Servitizing IoT will Unlock New Business Models for Field Service
It won’t be long before IoT will become part of our computing fabric. Sensors are being placed on many parts during the manufacturing process so that it’s not just one sensor creating an alert (like M2M) but a network of alerts combined with artificial intelligence predicting a failure. This web of networked sensors may soon saturate how we function not only at home but at work.
“When the incremental cost of smart connected functionality gets built into everything and doesn’t need to be retrofitted, we won’t remember what it was like without it. Almost like asking someone to recall today what it was like to have a car without a radio, a kitchen without a microwave or a computing device without email or messaging,” Chris Kocher, Co-Founder and Managing Director, Grey Heron, IoT predictions: nothing is new but everything is different
However, there are incremental steps necessary until we reach this state. Field service provides an often overlooked component of many IoT implementations.
In one scenario, an engineer must stop the failure prior to it occurring — predictive maintenance enabling a wave of proactive maintenance. Service organizations stay one step ahead.
However, products are becoming utilities. In many capital-intensive markets such as industrial manufacturing or healthcare, there’s a need for the transformation of service—a disruptive business model to propel them towards a new servitized strategy.
Field service technology may be the underpinning of creating an effective IoT strategy (Could the Glue of IoT be Field Service?). One Gartner analyst suggests that 50% of the value of IoT is asset optimization, and one of the most complex challenges surrounding assets is the difficulty of managing parts.
Parts bounce between customers, sites, and trucks — new parts, recycled parts, used parts. Frequently, these parts are under customer contract for manufacturer warranty or dealer warranty. As anyone who manages a field service business will tell you, in many cases those warranties go unclaimed. This hits the entire supply chain: manufacturer, distributor, vendor, customer, and so on. Every touchpoint is a potential breakdown. Couple this parts situation with the need to generate new services, and we have an opportunity to create an entire business model.

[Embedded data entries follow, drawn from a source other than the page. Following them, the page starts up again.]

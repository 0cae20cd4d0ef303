//! Chunk receive cost: single read-exact call vs. manual accumulate loop

use criterion::{black_box, criterion_group, criterion_main, BenchmarkId, Criterion, Throughput};
use std::io::{Cursor, Read};

use pcm_relay::audio::BufferPool;
use pcm_relay::config::ReadStrategy;
use pcm_relay::constants::DEFAULT_FRAME_BYTES;
use pcm_relay::network::{FrameRead, FrameSource};

const CHUNKS: usize = 256;

/// Reader that hands out at most `step` bytes per call, like a socket
/// delivering segments
struct Segmented {
    inner: Cursor<Vec<u8>>,
    step: usize,
}

impl Read for Segmented {
    fn read(&mut self, buf: &mut [u8]) -> std::io::Result<usize> {
        let n = buf.len().min(self.step);
        self.inner.read(&mut buf[..n])
    }
}

fn drain(strategy: ReadStrategy, payload: &[u8], step: usize) -> u64 {
    let mut pool = BufferPool::new(1, DEFAULT_FRAME_BYTES, 4).expect("pool");
    let mut buffer = pool.acquire_slot(0, 0).expect("slot");
    let reader = Segmented {
        inner: Cursor::new(payload.to_vec()),
        step,
    };
    let mut source = FrameSource::new(reader, strategy);

    while let Ok(FrameRead::Complete(_)) = source.read_frame(&mut buffer) {}
    pool.release(buffer);
    source.bytes_read()
}

fn bench_read_strategies(c: &mut Criterion) {
    let payload = vec![0x5au8; CHUNKS * DEFAULT_FRAME_BYTES];
    let mut group = c.benchmark_group("frame_source");
    group.throughput(Throughput::Bytes(payload.len() as u64));

    for step in [1460usize, DEFAULT_FRAME_BYTES] {
        for (name, strategy) in [("read_exact", ReadStrategy::ReadExact), ("accumulate", ReadStrategy::Accumulate)] {
            group.bench_with_input(BenchmarkId::new(name, step), &step, |b, &step| {
                b.iter(|| black_box(drain(strategy, &payload, step)));
            });
        }
    }

    group.finish();
}

criterion_group!(benches, bench_read_strategies);
criterion_main!(benches);
//! Stop signal and slot-wait strategy

use std::sync::atomic::{AtomicBool, Ordering};
use std::sync::Arc;
use std::thread;
use std::time::Duration;

/// Poll-style stop request, checked once per controller iteration
pub trait StopSignal {
    fn should_stop(&self) -> bool;
}

impl StopSignal for AtomicBool {
    fn should_stop(&self) -> bool {
        self.load(Ordering::Acquire)
    }
}

impl<T: StopSignal + ?Sized> StopSignal for Arc<T> {
    fn should_stop(&self) -> bool {
        (**self).should_stop()
    }
}

impl<F: Fn() -> bool> StopSignal for F {
    fn should_stop(&self) -> bool {
        self()
    }
}

/// How the controller waits for a slot to free up
///
/// The sink exposes no completion notification, so waiting is a bounded
/// poll of its completion counter.
#[derive(Debug, Clone, Copy, PartialEq, Eq)]
pub enum WaitStrategy {
    /// Sleep between checks
    Sleep(Duration),
    /// Re-check immediately
    Spin,
}

impl WaitStrategy {
    /// Sleep for non-zero intervals, spin for zero
    pub fn from_interval(interval: Duration) -> Self {
        if interval.is_zero() {
            WaitStrategy::Spin
        } else {
            WaitStrategy::Sleep(interval)
        }
    }

    /// Pause once before the next check
    pub fn wait(&self) {
        match self {
            WaitStrategy::Sleep(interval) => thread::sleep(*interval),
            WaitStrategy::Spin => std::hint::spin_loop(),
        }
    }
}

impl Default for WaitStrategy {
    fn default() -> Self {
        WaitStrategy::Sleep(Duration::from_micros(crate::constants::DEFAULT_POLL_INTERVAL_US))
    }
}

With the advancement of IoT cloud dashboards (eg. AWS, IBM Watson, Microsoft Azure IoT Suite, GE Predix IoT, etc.), and the ability to make sensor-related data actionable, organizations are beginning to view field service as part of the groundwork in recognizing not only the ROI they expect from their IoT platform deployment, but as an ongoing recurring revenue model. They’re asking, once we have this data, how can we best capitalize on it, and how can we increase revenues?

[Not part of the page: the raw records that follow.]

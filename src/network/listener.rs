//! Single-client TCP listener

use socket2::{Domain, Protocol, SockAddr, SockRef, Socket, Type};
use std::net::{SocketAddr, TcpListener, TcpStream, ToSocketAddrs};

use crate::config::NetworkConfig;
use crate::error::NetworkError;

/// Listening socket that accepts one audio client at a time
pub struct StreamListener {
    listener: TcpListener,
    local_addr: SocketAddr,
    recv_buffer_bytes: usize,
}

impl StreamListener {
    /// Bind and listen on the configured address
    pub fn bind(config: &NetworkConfig) -> Result<Self, NetworkError> {
        let addr = (config.bind_address.as_str(), config.port)
            .to_socket_addrs()
            .map_err(|e| NetworkError::BindFailed(e.to_string()))?
            .next()
            .ok_or_else(|| NetworkError::BindFailed(format!("no address for {}", config.bind_address)))?;

        let socket = Socket::new(Domain::for_address(addr), Type::STREAM, Some(Protocol::TCP))
            .map_err(|e| NetworkError::BindFailed(e.to_string()))?;
        socket
            .set_reuse_address(true)
            .map_err(|e| NetworkError::BindFailed(e.to_string()))?;
        socket
            .bind(&SockAddr::from(addr))
            .map_err(|e| NetworkError::BindFailed(format!("{}: {}", addr, e)))?;
        socket
            .listen(1)
            .map_err(|e| NetworkError::BindFailed(e.to_string()))?;

        let listener: TcpListener = socket.into();
        let local_addr = listener.local_addr().unwrap_or(addr);

        tracing::info!("Listening on port {}", local_addr.port());

        Ok(Self {
            listener,
            local_addr,
            recv_buffer_bytes: config.recv_buffer_bytes,
        })
    }

    pub fn local_addr(&self) -> SocketAddr {
        self.local_addr
    }

    /// Block until a client connects
    pub fn accept(&self) -> Result<(TcpStream, SocketAddr), NetworkError> {
        let (client, peer) = self
            .listener
            .accept()
            .map_err(|e| NetworkError::AcceptFailed(e.to_string()))?;
        prepare_client(&client, peer, self.recv_buffer_bytes);
        Ok((client, peer))
    }

    /// Switch to a tokio listener so waiting for a client can be cancelled
    pub fn into_async(self) -> Result<AsyncStreamListener, NetworkError> {
        self.listener
            .set_nonblocking(true)
            .map_err(|e| NetworkError::BindFailed(e.to_string()))?;
        let listener = tokio::net::TcpListener::from_std(self.listener)
            .map_err(|e| NetworkError::BindFailed(e.to_string()))?;

        Ok(AsyncStreamListener {
            listener,
            recv_buffer_bytes: self.recv_buffer_bytes,
        })
    }
}

/// Listener for use on a tokio runtime
///
/// Accepted connections are handed back as blocking std streams, ready for
/// the frame source.
pub struct AsyncStreamListener {
    listener: tokio::net::TcpListener,
    recv_buffer_bytes: usize,
}

impl AsyncStreamListener {
    pub async fn accept(&self) -> Result<(TcpStream, SocketAddr), NetworkError> {
        let (client, peer) = self
            .listener
            .accept()
            .await
            .map_err(|e| NetworkError::AcceptFailed(e.to_string()))?;

        let client = client
            .into_std()
            .map_err(|e| NetworkError::AcceptFailed(e.to_string()))?;
        client
            .set_nonblocking(false)
            .map_err(|e| NetworkError::AcceptFailed(e.to_string()))?;

        prepare_client(&client, peer, self.recv_buffer_bytes);
        Ok((client, peer))
    }
}

fn prepare_client(client: &TcpStream, peer: SocketAddr, recv_buffer_bytes: usize) {
    if recv_buffer_bytes > 0 {
        if let Err(e) = SockRef::from(client).set_recv_buffer_size(recv_buffer_bytes) {
            tracing::warn!("Failed to set receive buffer to {} bytes: {}", recv_buffer_bytes, e);
        }
    }
    tracing::info!("Client connected from {}", peer);
}

#[cfg(test)]
mod tests {
    use super::*;
    use std::io::{Read, Write};
    use std::thread;

    fn loopback() -> NetworkConfig {
        NetworkConfig {
            bind_address: "127.0.0.1".to_string(),
            port: 0,
            ..NetworkConfig::default()
        }
    }

    #[test]
    fn test_accepts_one_client() {
        let listener = StreamListener::bind(&loopback()).unwrap();
        let addr = listener.local_addr();
        assert_ne!(addr.port(), 0);

        let client = thread::spawn(move || {
            let mut stream = TcpStream::connect(addr).unwrap();
            stream.write_all(b"pcm!").unwrap();
        });

        let (mut stream, _peer) = listener.accept().unwrap();
        let mut buf = [0u8; 4];
        stream.read_exact(&mut buf).unwrap();
        assert_eq!(&buf, b"pcm!");
        client.join().unwrap();
    }

    #[tokio::test]
    async fn test_async_accept_returns_blocking_stream() {
        let listener = StreamListener::bind(&loopback()).unwrap();
        let addr = listener.local_addr();
        let listener = listener.into_async().unwrap();

        let client = thread::spawn(move || {
            let mut stream = TcpStream::connect(addr).unwrap();
            stream.write_all(&[7u8; 16]).unwrap();
        });

        let (stream, _peer) = listener.accept().await.unwrap();
        let mut stream = tokio::task::spawn_blocking(move || {
            let mut buf = [0u8; 16];
            let mut reader = stream;
            reader.read_exact(&mut buf).unwrap();
            assert_eq!(buf, [7u8; 16]);
            reader
        })
        .await
        .unwrap();

        client.join().unwrap();
        let mut rest = Vec::new();
        assert_eq!(stream.read_to_end(&mut rest).unwrap(), 0);
    }
}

The recent uptick in AI abilities may have an impact in cutting down the number of predictive or proactive service requests with some self-healing mechanisms (most of which are still 5-10 years out) but as products become utilities, all customer touchpoints become magnified and more significant.

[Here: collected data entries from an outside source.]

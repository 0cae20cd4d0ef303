//! Playback sink interface
//!
//! A sink accepts filled buffers, plays them asynchronously in submission
//! order and reports progress through a monotonically increasing completion
//! counter. The flow controller only ever polls that counter; it never
//! blocks on the engine itself.

use parking_lot::Mutex;
use std::collections::VecDeque;
use std::sync::atomic::{AtomicU64, Ordering};
use std::sync::Arc;

use crate::audio::buffer::{AudioBuffer, BufferRecycler};
use crate::error::AudioError;
use crate::protocol::PcmFormat;

/// Asynchronous audio engine as seen by the flow controller
///
/// Implementations must play submissions FIFO, must hand each buffer back
/// through the recycler before counting it complete, and must not read a
/// buffer after counting it complete.
pub trait PlaybackSink {
    /// Configure the output format and start the engine
    fn open(&mut self, format: &PcmFormat, recycler: BufferRecycler) -> Result<(), AudioError>;

    /// Make the buffer contents visible to the engine before submission
    ///
    /// Engines reading from write-combined or cached memory need a cache
    /// flush here. Engines reading coherent memory still implement this,
    /// with a memory fence.
    fn flush(&mut self, buffer: &AudioBuffer);

    /// Queue a filled buffer for playback
    ///
    /// A refused buffer is handed back so it can return to its pool.
    fn submit(&mut self, buffer: AudioBuffer) -> Result<(), Rejected>;

    /// Submissions fully played since `open`; non-blocking
    fn completed_count(&self) -> u64;

    /// Times the engine ran dry and played silence
    fn underrun_count(&self) -> u64 {
        0
    }

    /// Stop the engine and release its resources
    fn close(&mut self);
}

/// Submission refused by a sink, with the buffer it was given
#[derive(Debug)]
pub struct Rejected {
    pub error: AudioError,
    pub buffer: AudioBuffer,
}

impl Rejected {
    pub fn new(error: AudioError, buffer: AudioBuffer) -> Self {
        Self { error, buffer }
    }
}

struct MemoryState {
    recycler: Option<BufferRecycler>,
    format: Option<PcmFormat>,
    queue: VecDeque<AudioBuffer>,
    played: Vec<u8>,
    played_sequences: Vec<u64>,
    flushes: u64,
    submitted: u64,
    open: bool,
    closed: bool,
}

/// In-memory sink that completes submissions only when told to
///
/// Playback is recorded byte for byte, so callers can check exactly what
/// reached the "device". Completion is driven through a [`SinkHandle`],
/// which may live on another thread.
pub struct MemorySink {
    state: Arc<Mutex<MemoryState>>,
    completed: Arc<AtomicU64>,
    auto_complete: bool,
}

impl MemorySink {
    /// Sink that holds every submission until [`SinkHandle::complete`]
    pub fn new() -> Self {
        Self {
            state: Arc::new(Mutex::new(MemoryState {
                recycler: None,
                format: None,
                queue: VecDeque::new(),
                played: Vec::new(),
                played_sequences: Vec::new(),
                flushes: 0,
                submitted: 0,
                open: false,
                closed: false,
            })),
            completed: Arc::new(AtomicU64::new(0)),
            auto_complete: false,
        }
    }

    /// Sink that finishes each submission as soon as it is queued
    pub fn auto_complete() -> Self {
        Self {
            auto_complete: true,
            ..Self::new()
        }
    }

    /// Get a handle for driving and inspecting this sink
    pub fn handle(&self) -> SinkHandle {
        SinkHandle {
            state: self.state.clone(),
            completed: self.completed.clone(),
        }
    }
}

impl Default for MemorySink {
    fn default() -> Self {
        Self::new()
    }
}

impl PlaybackSink for MemorySink {
    fn open(&mut self, format: &PcmFormat, recycler: BufferRecycler) -> Result<(), AudioError> {
        let mut state = self.state.lock();
        state.format = Some(*format);
        state.recycler = Some(recycler);
        state.open = true;
        Ok(())
    }

    fn flush(&mut self, _buffer: &AudioBuffer) {
        self.state.lock().flushes += 1;
    }

    fn submit(&mut self, buffer: AudioBuffer) -> Result<(), Rejected> {
        {
            let mut state = self.state.lock();
            if !state.open || state.closed {
                return Err(Rejected::new(AudioError::NotOpen, buffer));
            }
            state.submitted += 1;
            state.queue.push_back(buffer);
        }
        if self.auto_complete {
            self.handle().complete(1);
        }
        Ok(())
    }

    fn completed_count(&self) -> u64 {
        self.completed.load(Ordering::Acquire)
    }

    /// Queued submissions stay playable through the handle; only the
    /// return path to the pool is cut
    fn close(&mut self) {
        let mut state = self.state.lock();
        state.recycler = None;
        state.closed = true;
    }
}

/// Cloneable control handle for a [`MemorySink`]
#[derive(Clone)]
pub struct SinkHandle {
    state: Arc<Mutex<MemoryState>>,
    completed: Arc<AtomicU64>,
}

impl SinkHandle {
    /// Finish up to `n` of the oldest in-flight submissions, in order
    /// Returns how many were finished
    pub fn complete(&self, n: usize) -> usize {
        let mut state = self.state.lock();
        let mut finished = 0;

        while finished < n {
            let Some(buffer) = state.queue.pop_front() else {
                break;
            };
            state.played.extend_from_slice(buffer.as_bytes());
            state.played_sequences.push(buffer.sequence());
            if let Some(recycler) = &state.recycler {
                recycler.recycle(buffer);
            }
            // Buffer is back with the pool before the count moves
            self.completed.fetch_add(1, Ordering::Release);
            finished += 1;
        }

        finished
    }

    /// Finish everything in flight
    pub fn complete_all(&self) -> usize {
        self.complete(usize::MAX)
    }

    /// Submissions queued but not yet finished
    pub fn in_flight(&self) -> usize {
        self.state.lock().queue.len()
    }

    /// Total submissions accepted
    pub fn submitted(&self) -> u64 {
        self.state.lock().submitted
    }

    /// Total submissions finished
    pub fn completed(&self) -> u64 {
        self.completed.load(Ordering::Acquire)
    }

    /// Bytes played so far, in playback order
    pub fn played_bytes(&self) -> Vec<u8> {
        self.state.lock().played.clone()
    }

    /// Sequence numbers of finished submissions, in completion order
    pub fn played_sequences(&self) -> Vec<u64> {
        self.state.lock().played_sequences.clone()
    }

    /// Number of flush calls seen
    pub fn flush_count(&self) -> u64 {
        self.state.lock().flushes
    }

    /// Format passed to `open`
    pub fn format(&self) -> Option<PcmFormat> {
        self.state.lock().format
    }

    pub fn is_closed(&self) -> bool {
        self.state.lock().closed
    }
}

#[cfg(test)]
mod tests {
    use super::*;
    use crate::audio::buffer::BufferPool;

    fn filled(pool: &mut BufferPool, seq: u64, completed: u64, byte: u8) -> AudioBuffer {
        let mut buffer = pool.acquire_slot(seq, completed).unwrap();
        buffer.data_mut().fill(byte);
        let len = buffer.capacity();
        buffer.set_filled(len);
        buffer.set_sequence(seq);
        buffer
    }

    #[test]
    fn test_submit_requires_open() {
        let mut pool = BufferPool::new(2, 4, 4).unwrap();
        let mut sink = MemorySink::new();
        let buffer = filled(&mut pool, 0, 0, 1);
        let rejected = sink.submit(buffer).unwrap_err();
        assert!(matches!(rejected.error, AudioError::NotOpen));
        assert_eq!(rejected.buffer.slot(), 0);
    }

    #[test]
    fn test_completion_is_fifo() {
        let mut pool = BufferPool::new(3, 4, 4).unwrap();
        let mut sink = MemorySink::new();
        let handle = sink.handle();
        sink.open(&PcmFormat::default(), pool.recycler()).unwrap();

        for seq in 0..3 {
            let buffer = filled(&mut pool, seq, 0, seq as u8 + 1);
            sink.submit(buffer).unwrap();
        }
        assert_eq!(sink.completed_count(), 0);

        assert_eq!(handle.complete(2), 2);
        assert_eq!(sink.completed_count(), 2);
        assert_eq!(handle.played_sequences(), vec![0, 1]);
        assert_eq!(handle.played_bytes(), vec![1, 1, 1, 1, 2, 2, 2, 2]);

        // Completed buffers went home
        assert_eq!(pool.available(), 2);
    }

    #[test]
    fn test_auto_complete() {
        let mut pool = BufferPool::new(1, 4, 4).unwrap();
        let mut sink = MemorySink::auto_complete();
        sink.open(&PcmFormat::default(), pool.recycler()).unwrap();

        for seq in 0..5 {
            let buffer = filled(&mut pool, seq, sink.completed_count(), 7);
            sink.submit(buffer).unwrap();
        }
        assert_eq!(sink.completed_count(), 5);
        assert_eq!(sink.handle().played_bytes().len(), 20);
    }

    #[test]
    fn test_close_rejects_further_submissions() {
        let mut pool = BufferPool::new(2, 4, 4).unwrap();
        let mut sink = MemorySink::new();
        let handle = sink.handle();
        sink.open(&PcmFormat::default(), pool.recycler()).unwrap();
        sink.close();

        assert!(handle.is_closed());
        let buffer = filled(&mut pool, 0, 0, 1);
        let rejected = sink.submit(buffer).unwrap_err();

        // The refused buffer can go straight back to its slot
        pool.release(rejected.buffer);
        assert_eq!(pool.available(), 2);
    }
}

The need to wrap products, services, and knowledge – in essence servitization – to create a recurring revenue stream becomes mainly dependent upon two areas:
an organization’s ability to offer “services” to this supply chain and their customers as an enticement, and
the supply chain buy-in and its ability to adapt to a simple, consolidated portal access.
This is where integrated field service technology platforms can add significant value. IoT alerts can be refined and fed to a field service system with an entirely separate set of business processes focused on providing the best customer experience.
Today, field service technology and functionality are becoming more available to track and wrap all of the service-related components for customers to invest in “service availability”. Analysts predict these recurring, outcome-based investments will ultimately replace traditional license-for-sale + maintenance and SaaS pricing.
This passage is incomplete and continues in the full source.